2 Washington Capitals (36-15-5, 77) vs 3 Boston Bruins (33-16-7, 73)
A big story line is Capitals defenseman Zdeno Chara facing the team that employed him for 14 seasons, but there are other intriguing angles. The Capitals won the Cup in 2018 but lost in the first round each of the last two seasons and they’re ready for another run. Injuries limited Alex Ovechkin (24 goals, 42 points) to 45 games and his contract expires after the season. He said he’s not worried about his next deal and he has incentive to shine. The Capitals ranked third in power play percentage (24.8%) and tied for fourth in overall scoring by averaging 3.36 goals per game despite a flurry of injuries. The Bruins ranked fourth-best in goals-against per game (2.39) and second in penalty killing (86%). Forward Brad Marchand, who has given up licking opponents’ faces, ranked third in league scoring with 29 goals and 69 points in 53 games. Trade deadline acquisition Taylor Hall had eight goals in 16 games with the Bruins after scoring only two goals in 37 games with Buffalo. Prediction: Capitals in seven.

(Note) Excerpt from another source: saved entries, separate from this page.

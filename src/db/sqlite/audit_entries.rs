use async_trait::async_trait;
use chrono::{DateTime, Utc};
use sqlx::{Row, SqlitePool, sqlite::SqliteRow};

use super::common::{from_db_int, insert_audit_entry, parse_column, parse_uuid};
use crate::{
    db::{
        error::{DbError, DbResult},
        repos::AuditEntryRepo,
    },
    models::{AuditEntry, AuditEntryQuery, ExportStatus, NewAuditEntry},
};

const DEFAULT_LIST_LIMIT: i64 = 100;
const MAX_LIST_LIMIT: i64 = 10_000;

pub struct SqliteAuditEntryRepo {
    pool: SqlitePool,
}

/// Bound parameter for a dynamically built filter.
enum Param {
    Text(String),
    Int(i64),
    Time(DateTime<Utc>),
}

impl SqliteAuditEntryRepo {
    pub fn new(pool: SqlitePool) -> Self {
        Self { pool }
    }

    fn parse_row(row: &SqliteRow) -> DbResult<AuditEntry> {
        let old_status: Option<String> = row.get("old_status");
        let new_status: Option<String> = row.get("new_status");
        let retention_days: Option<i64> = row.get("retention_days");
        let file_size: Option<i64> = row.get("file_size");

        Ok(AuditEntry {
            seq: row.get("seq"),
            id: parse_uuid(&row.get::<String, _>("id"))?,
            export_id: row.get("export_id"),
            action: parse_column(&row.get::<String, _>("action"))?,
            old_status: old_status
                .map(|s| parse_column::<ExportStatus>(&s))
                .transpose()?,
            new_status: new_status
                .map(|s| parse_column::<ExportStatus>(&s))
                .transpose()?,
            retention_days: retention_days
                .map(|d| {
                    u32::try_from(d).map_err(|_| {
                        DbError::Internal(format!("Invalid retention_days in database: {}", d))
                    })
                })
                .transpose()?,
            file_size: file_size
                .map(|s| from_db_int(s, "file_size"))
                .transpose()?,
            reason: row.get("reason"),
            timestamp: row.get("timestamp"),
        })
    }
}

#[async_trait]
impl AuditEntryRepo for SqliteAuditEntryRepo {
    async fn append(&self, entry: NewAuditEntry) -> DbResult<AuditEntry> {
        let mut conn = self.pool.acquire().await?;
        insert_audit_entry(&mut *conn, entry).await
    }

    async fn list(&self, query: AuditEntryQuery) -> DbResult<Vec<AuditEntry>> {
        let limit = query
            .limit
            .unwrap_or(DEFAULT_LIST_LIMIT)
            .clamp(1, MAX_LIST_LIMIT);

        let mut conditions = Vec::new();
        let mut params = Vec::new();

        if let Some(export_id) = query.export_id {
            conditions.push("export_id = ?");
            params.push(Param::Text(export_id));
        }
        if let Some(action) = query.action {
            conditions.push("action = ?");
            params.push(Param::Text(action.to_string()));
        }
        if let Some(from) = query.from {
            conditions.push("timestamp >= ?");
            params.push(Param::Time(from));
        }
        if let Some(to) = query.to {
            conditions.push("timestamp < ?");
            params.push(Param::Time(to));
        }
        if let Some(after_seq) = query.after_seq {
            conditions.push("seq > ?");
            params.push(Param::Int(after_seq));
        }

        let where_clause = if conditions.is_empty() {
            String::new()
        } else {
            format!("WHERE {}", conditions.join(" AND "))
        };

        let sql = format!(
            r#"
            SELECT seq, id, export_id, action, old_status, new_status,
                   retention_days, file_size, reason, timestamp
            FROM audit_entries
            {}
            ORDER BY seq ASC
            LIMIT ?
            "#,
            where_clause
        );

        let mut db_query = sqlx::query(&sql);
        for param in params {
            db_query = match param {
                Param::Text(s) => db_query.bind(s),
                Param::Int(i) => db_query.bind(i),
                Param::Time(t) => db_query.bind(t),
            };
        }
        let rows = db_query.bind(limit).fetch_all(&self.pool).await?;

        rows.iter().map(Self::parse_row).collect()
    }

    async fn list_for_export(&self, export_id: &str) -> DbResult<Vec<AuditEntry>> {
        let rows = sqlx::query(
            r#"
            SELECT seq, id, export_id, action, old_status, new_status,
                   retention_days, file_size, reason, timestamp
            FROM audit_entries
            WHERE export_id = ?
            ORDER BY seq ASC
            "#,
        )
        .bind(export_id)
        .fetch_all(&self.pool)
        .await?;

        rows.iter().map(Self::parse_row).collect()
    }

    async fn health_check(&self) -> DbResult<()> {
        sqlx::query("SELECT 1 FROM audit_entries LIMIT 1")
            .fetch_optional(&self.pool)
            .await?;
        Ok(())
    }
}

Nic Dowd’s overtime goal lifted the Washington Capitals over the Boston Bruins 3-2 in their series opener as the Stanley Cup playoffs began Saturday.
1 Toronto Maple Leafs (35-14-7, 77) vs 4 Montreal Canadiens (24-21-11, 59)

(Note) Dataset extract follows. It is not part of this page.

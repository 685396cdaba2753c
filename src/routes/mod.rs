pub mod admin;
pub mod health;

A traditional rivalry will be rekindled when these Original Six teams meet in postseason play for the first time since 1979. Toronto is a clear favorite for many reasons, starting with Auston Matthews’ league-leading 41 goals in 52 games and continuing with Mitch Marner’s fourth-ranked 67 points and the team’s average of 3.32 goals per game, compared to Montreal’s 2.77. The Maple Leafs haven’t won the Cup since 1967 and haven’t won a playoff series since 2003-04, but expectations are high. Their likely Game 1 goalie is former King Jack Campbell (2.15, .921) and that would be his playoff debut. Frederik Andersen has been slowed by an injury and his stats (2.96, .895) weren’t good but he has extensive playoff experience. Montreal fired coach Claude Julien in February when the team was 9-5-4 and promoted assistant Dominique Ducharme. He got them into the playoffs, though goalie Carey Price has missed considerable time because of a concussion and the team had a minus-nine goal differential. They don’t have the scoring depth to match up, though former King Tyler Toffoli (28 goals, 44 points) can do damage and former Duck Corey Perry has been his old abrasive self. Prediction: Maple Leafs in five.
2 Edmonton Oilers (35-19-2, 72) vs 3 Winnipeg Jets (30-23-3, 63)

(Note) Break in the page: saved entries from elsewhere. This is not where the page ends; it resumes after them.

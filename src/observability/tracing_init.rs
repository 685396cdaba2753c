//! Tracing initialization with configurable logging formats.

use tracing_subscriber::{EnvFilter, layer::SubscriberExt, util::SubscriberInitExt};

use crate::config::{LogFormat, LogLevel, LoggingConfig, ObservabilityConfig};

/// Initialize the tracing subscriber with the given configuration.
///
/// This sets up:
/// - Console logging with configurable format (pretty, compact, JSON)
/// - Environment-based log filtering (`RUST_LOG` wins over config)
pub fn init_tracing(config: &ObservabilityConfig) -> Result<(), TracingError> {
    let logging = &config.logging;
    let filter = build_env_filter(logging);
    let registry = tracing_subscriber::registry().with(filter);

    let result = match (&logging.format, logging.timestamps) {
        (LogFormat::Pretty, true) => registry
            .with(
                tracing_subscriber::fmt::layer()
                    .pretty()
                    .with_target(true)
                    .with_thread_ids(false)
                    .with_file(logging.file_line)
                    .with_line_number(logging.file_line),
            )
            .try_init(),
        (LogFormat::Pretty, false) => registry
            .with(
                tracing_subscriber::fmt::layer()
                    .pretty()
                    .with_target(true)
                    .with_thread_ids(false)
                    .with_file(logging.file_line)
                    .with_line_number(logging.file_line)
                    .without_time(),
            )
            .try_init(),
        (LogFormat::Compact, true) => registry
            .with(
                tracing_subscriber::fmt::layer()
                    .compact()
                    .with_target(true)
                    .with_file(logging.file_line)
                    .with_line_number(logging.file_line),
            )
            .try_init(),
        (LogFormat::Compact, false) => registry
            .with(
                tracing_subscriber::fmt::layer()
                    .compact()
                    .with_target(true)
                    .with_file(logging.file_line)
                    .with_line_number(logging.file_line)
                    .without_time(),
            )
            .try_init(),
        (LogFormat::Json, true) => registry
            .with(
                tracing_subscriber::fmt::layer()
                    .json()
                    .with_current_span(true)
                    .with_span_list(false)
                    .with_file(logging.file_line)
                    .with_line_number(logging.file_line),
            )
            .try_init(),
        (LogFormat::Json, false) => registry
            .with(
                tracing_subscriber::fmt::layer()
                    .json()
                    .with_current_span(true)
                    .with_span_list(false)
                    .with_file(logging.file_line)
                    .with_line_number(logging.file_line)
                    .without_time(),
            )
            .try_init(),
    };

    result.map_err(|e| TracingError::Init(e.to_string()))
}

fn build_env_filter(config: &LoggingConfig) -> EnvFilter {
    let base_level = match config.level {
        LogLevel::Trace => "trace",
        LogLevel::Debug => "debug",
        LogLevel::Info => "info",
        LogLevel::Warn => "warn",
        LogLevel::Error => "error",
    };

    if let Ok(env_filter) = std::env::var("RUST_LOG") {
        EnvFilter::try_new(env_filter).unwrap_or_else(|_| EnvFilter::new(base_level))
    } else if let Some(filter) = &config.filter {
        let combined = format!("{},{}", base_level, filter);
        EnvFilter::try_new(combined).unwrap_or_else(|_| EnvFilter::new(base_level))
    } else {
        // Default filter that quiets noisy crates
        EnvFilter::new(format!(
            "{},hyper=warn,tower=info,tower_http=info,sqlx=warn",
            base_level
        ))
    }
}

#[derive(Debug, thiserror::Error)]
pub enum TracingError {
    #[error("Failed to initialize tracing: {0}")]
    Init(String),
}

#[cfg(test)]
mod tests {
    use super::*;

    #[test]
    fn test_config_filter_is_combined_with_level() {
        temp_env::with_var_unset("RUST_LOG", || {
            let config = LoggingConfig {
                level: LogLevel::Warn,
                filter: Some("export_lifecycle=debug".to_string()),
                ..Default::default()
            };
            let filter = build_env_filter(&config).to_string();
            assert!(filter.contains("warn"));
            assert!(filter.contains("export_lifecycle=debug"));
        });
    }

    #[test]
    fn test_rust_log_wins() {
        temp_env::with_var("RUST_LOG", Some("trace"), || {
            let filter = build_env_filter(&LoggingConfig::default()).to_string();
            assert_eq!(filter, "trace");
        });
    }
}
//! Time source used by the lifecycle services.

use std::sync::Arc;

use chrono::{DateTime, Utc};

pub trait Clock: Send + Sync {
    fn now(&self) -> DateTime<Utc>;
}

/// Wall-clock time.
#[derive(Debug, Clone, Copy, Default)]
pub struct SystemClock;

impl Clock for SystemClock {
    fn now(&self) -> DateTime<Utc> {
        Utc::now()
    }
}

pub type SharedClock = Arc<dyn Clock>;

First glance says the Oilers should romp. Connor McDavid will win the scoring title with 105 points, Leon Draisaitl will be the runner-up with 84, and defenseman Tyson Barrie scored 23 of his 48 points on the Oilers’ league-leading power play. Second glance also says they should romp, because Winnipeg limped to the finish and won only three of its last 10 games. But the Oilers surprisingly lost in the qualifying round last season, so it ain’t over until it’s over. That said, the Jets lost the last six games of the teams’ season series and McDavid scored 22 points in nine games. Goalie Connor Hellebuyck must be sensational and Oilers goalie Mike Smith would have to totally collapse for the Jets to have even a small chance. Prediction: Oilers in five.